*** The data Section Begins ***

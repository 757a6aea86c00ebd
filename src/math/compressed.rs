use std::fmt;
use std::ops::{AddAssign, Mul, Range};

use crate::math::scalar::Scalar;
use crate::math::triplet::{Triplet, TripletMatrix, MAX_PRINT};

/// Row-major compressed sparse matrix.
///
/// `row_offsets[r]..row_offsets[r + 1]` delimits row `r`'s run inside
/// `values` / `col_indices`, with columns ascending inside each run.
/// Only [`TripletMatrix::to_compressed`] builds one, so the layout is always
/// canonical (one entry per position, `row_offsets.len() == rows + 1`).
#[derive(Debug, Clone, PartialEq)]
pub struct CompressedMatrix<T> {
    rows: usize,
    cols: usize,
    pub name: String,
    values: Vec<T>,
    col_indices: Vec<usize>,
    row_offsets: Vec<usize>,
}

impl<T: Scalar> CompressedMatrix<T> {
    pub(crate) fn from_parts(
        rows: usize,
        cols: usize,
        name: String,
        values: Vec<T>,
        col_indices: Vec<usize>,
        row_offsets: Vec<usize>,
    ) -> CompressedMatrix<T> {
        debug_assert_eq!(values.len(), col_indices.len());
        debug_assert_eq!(row_offsets.len(), rows + 1);
        debug_assert_eq!(row_offsets.last().copied(), Some(values.len()));
        CompressedMatrix { rows, cols, name, values, col_indices, row_offsets }
    }

    /// An all-zero matrix with no stored entries.
    pub fn empty(rows: usize, cols: usize, name: impl Into<String>) -> CompressedMatrix<T> {
        TripletMatrix::new(rows, cols, name).to_compressed()
    }

    pub fn rows(&self) -> usize {
        self.rows
    }

    pub fn cols(&self) -> usize {
        self.cols
    }

    /// Number of stored entries.
    pub fn nnz(&self) -> usize {
        self.values.len()
    }

    pub fn values(&self) -> &[T] {
        &self.values
    }

    /// Mutable access to the stored values. The sparsity pattern stays fixed.
    pub fn values_mut(&mut self) -> &mut [T] {
        &mut self.values
    }

    pub fn col_indices(&self) -> &[usize] {
        &self.col_indices
    }

    pub fn row_offsets(&self) -> &[usize] {
        &self.row_offsets
    }

    /// Index range of row `r` inside `values` / `col_indices`.
    pub fn row_range(&self, r: usize) -> Range<usize> {
        self.row_offsets[r]..self.row_offsets[r + 1]
    }

    /// Stored value at `(row, col)`, or `None` if the position is not stored.
    pub fn get(&self, row: usize, col: usize) -> Option<T> {
        let range = self.row_range(row);
        self.col_indices[range.clone()]
            .binary_search(&col)
            .ok()
            .map(|i| self.values[range.start + i])
    }

    /// Iterates the stored entries in row-major order.
    pub fn entries(&self) -> impl Iterator<Item = Triplet<T>> + '_ {
        (0..self.rows).flat_map(move |r| {
            self.row_range(r)
                .map(move |i| Triplet::new(r, self.col_indices[i], self.values[i]))
        })
    }

    /// True when both matrices store exactly the same positions.
    pub fn same_pattern(&self, other: &CompressedMatrix<T>) -> bool {
        self.rows == other.rows
            && self.cols == other.cols
            && self.row_offsets == other.row_offsets
            && self.col_indices == other.col_indices
    }

    /// Copy of this matrix's sparsity pattern with every value set to zero.
    pub fn zeroed_like(&self, name: impl Into<String>) -> CompressedMatrix<T> {
        CompressedMatrix {
            rows: self.rows,
            cols: self.cols,
            name: name.into(),
            values: vec![T::zero(); self.values.len()],
            col_indices: self.col_indices.clone(),
            row_offsets: self.row_offsets.clone(),
        }
    }

    pub fn to_triplet(&self) -> TripletMatrix<T> {
        TripletMatrix::from_entries(self.rows, self.cols, self.name.clone(), self.entries())
    }

    /// Matrix-vector product.
    ///
    /// # Panics
    /// Panics if `v.len() != cols`.
    pub fn multiply(&self, v: &[T]) -> Vec<T> {
        if v.len() != self.cols {
            panic!(
                "Vector of length {} cannot multiply {}x{} matrix '{}'",
                v.len(), self.rows, self.cols, self.name
            );
        }

        (0..self.rows)
            .map(|r| {
                self.row_range(r)
                    .map(|i| self.values[i] * v[self.col_indices[i]])
                    .sum()
            })
            .collect()
    }

    /// Renders the stored entries; with `all == false` stops after [`MAX_PRINT`].
    pub fn dump(&self, all: bool) -> String {
        let limit = if all { self.nnz() } else { MAX_PRINT };
        let mut out = format!("Compressed Matrix - {}:\n", self.name);
        for e in self.entries().take(limit) {
            out.push_str(&format!("({}, {}): {}\n", e.row, e.col, e.value));
        }
        out
    }
}

impl<T: Scalar> Mul<&[T]> for &CompressedMatrix<T> {
    type Output = Vec<T>;

    fn mul(self, rhs: &[T]) -> Self::Output {
        self.multiply(rhs)
    }
}

/// Sums two matrices by merging both entry lists through triplet form.
impl<T: Scalar> AddAssign<&CompressedMatrix<T>> for CompressedMatrix<T> {
    fn add_assign(&mut self, rhs: &CompressedMatrix<T>) {
        if self.rows != rhs.rows || self.cols != rhs.cols {
            panic!(
                "Cannot add {}x{} matrix '{}' to {}x{} matrix '{}'",
                rhs.rows, rhs.cols, rhs.name, self.rows, self.cols, self.name
            );
        }

        let mut merged = self.to_triplet();
        for entry in rhs.entries() {
            merged.insert(entry);
        }
        let sum = merged.to_compressed();

        self.values = sum.values;
        self.col_indices = sum.col_indices;
        self.row_offsets = sum.row_offsets;
    }
}

impl<T: Scalar> fmt::Display for CompressedMatrix<T> {
    fn fmt(&self, f: &mut fmt::Formatter<'_>) -> fmt::Result {
        f.write_str(&self.dump(false))
    }
}

/// Renders a dense vector; with `all == false` stops after [`MAX_PRINT`] items.
pub fn format_vector<T: Scalar>(v: &[T], all: bool) -> String {
    let limit = if all { v.len() } else { MAX_PRINT };
    let mut out = format!("Vector - Length = {}\n", v.len());
    for (i, x) in v.iter().enumerate().take(limit) {
        out.push_str(&format!("vec[{}]={}\n", i, x));
    }
    out
}

#[cfg(test)]
mod tests {
    use super::*;

    fn csr(rows: usize, cols: usize, entries: &[(usize, usize, f64)]) -> CompressedMatrix<f64> {
        TripletMatrix::from_entries(rows, cols, "m", entries.iter().map(|&e| Triplet::from(e))).to_compressed()
    }

    #[test]
    fn multiply_sums_each_row_run() {
        let m = csr(3, 3, &[(0, 0, 1.0), (0, 2, 2.0), (2, 1, -3.0)]);
        assert_eq!(m.multiply(&[1.0, 2.0, 3.0]), vec![7.0, 0.0, -6.0]);
        assert_eq!(&m * &[1.0, 1.0, 1.0][..], vec![3.0, 0.0, -3.0]);
    }

    #[test]
    #[should_panic(expected = "cannot multiply")]
    fn multiply_rejects_wrong_length() {
        let m = csr(2, 3, &[(0, 0, 1.0)]);
        m.multiply(&[1.0, 2.0]);
    }

    #[test]
    fn get_finds_stored_and_missing_positions() {
        let m = csr(2, 4, &[(0, 1, 5.0), (0, 3, 6.0), (1, 0, 7.0)]);
        assert_eq!(m.get(0, 3), Some(6.0));
        assert_eq!(m.get(0, 2), None);
        assert_eq!(m.get(1, 0), Some(7.0));
    }

    #[test]
    fn add_assign_merges_overlapping_and_disjoint_entries() {
        let mut a = csr(2, 2, &[(0, 0, 1.0), (1, 1, 2.0)]);
        let b = csr(2, 2, &[(0, 0, 4.0), (0, 1, 3.0)]);
        a += &b;
        assert_eq!(a.entries().collect::<Vec<_>>(), vec![
            Triplet::new(0, 0, 5.0),
            Triplet::new(0, 1, 3.0),
            Triplet::new(1, 1, 2.0),
        ]);
        assert_eq!(a.row_offsets(), &[0, 2, 3]);
    }

    #[test]
    #[should_panic(expected = "Cannot add")]
    fn add_assign_rejects_mismatched_shapes() {
        let mut a = csr(2, 2, &[]);
        let b = csr(3, 2, &[]);
        a += &b;
    }

    #[test]
    fn zeroed_like_keeps_pattern() {
        let m = csr(3, 3, &[(0, 1, 1.0), (2, 2, 4.0)]);
        let z = m.zeroed_like("z");
        assert!(z.same_pattern(&m));
        assert!(z.values().iter().all(|&v| v == 0.0));
    }

    #[test]
    fn empty_matrix_has_full_offsets() {
        let m: CompressedMatrix<f32> = CompressedMatrix::empty(4, 4, "e");
        assert_eq!(m.row_offsets(), &[0, 0, 0, 0, 0]);
        assert_eq!(m.multiply(&[1.0; 4]), vec![0.0; 4]);
    }

    #[test]
    fn format_vector_lists_items() {
        let out = format_vector(&[1.5, 2.0], false);
        assert_eq!(out, "Vector - Length = 2\nvec[0]=1.5\nvec[1]=2\n");
    }
}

*** The data Section Ends ***

What you are asked to do
The response must contain each line above that holds the string "sparsity".

Response to this exercise
    /// Mutable access to the stored values. The sparsity pattern stays fixed.
    /// Copy of this matrix's sparsity pattern with every value set to zero.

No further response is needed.